Your instructions >>
Send back all of the records, each one exactly as written.

----------------------------------------

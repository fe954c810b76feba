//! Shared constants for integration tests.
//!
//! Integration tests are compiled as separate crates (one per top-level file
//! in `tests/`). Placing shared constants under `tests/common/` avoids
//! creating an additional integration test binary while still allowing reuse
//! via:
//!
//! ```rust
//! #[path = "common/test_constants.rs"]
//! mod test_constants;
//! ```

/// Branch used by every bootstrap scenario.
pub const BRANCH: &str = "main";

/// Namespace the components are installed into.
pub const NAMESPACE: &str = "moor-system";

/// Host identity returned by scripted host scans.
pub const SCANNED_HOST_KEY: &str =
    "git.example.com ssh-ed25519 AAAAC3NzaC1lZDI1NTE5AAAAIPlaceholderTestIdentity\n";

----------------------------------------

Answer for the task >>
repository fe954c810b76feba
//! Shared constants for integration tests.
//!
//! Integration tests are compiled as separate crates (one per top-level file
//! in `tests/`). Placing shared constants under `tests/common/` avoids
//! creating an additional integration test binary while still allowing reuse
//! via:
//!
//! ```rust
//! #[path = "common/test_constants.rs"]
//! mod test_constants;
//! ```

/// Branch used by every bootstrap scenario.
pub const BRANCH: &str = "main";

/// Namespace the components are installed into.
pub const NAMESPACE: &str = "moor-system";

/// Host identity returned by scripted host scans.
pub const SCANNED_HOST_KEY: &str =
    "git.example.com ssh-ed25519 AAAAC3NzaC1lZDI1NTE5AAAAIPlaceholderTestIdentity\n";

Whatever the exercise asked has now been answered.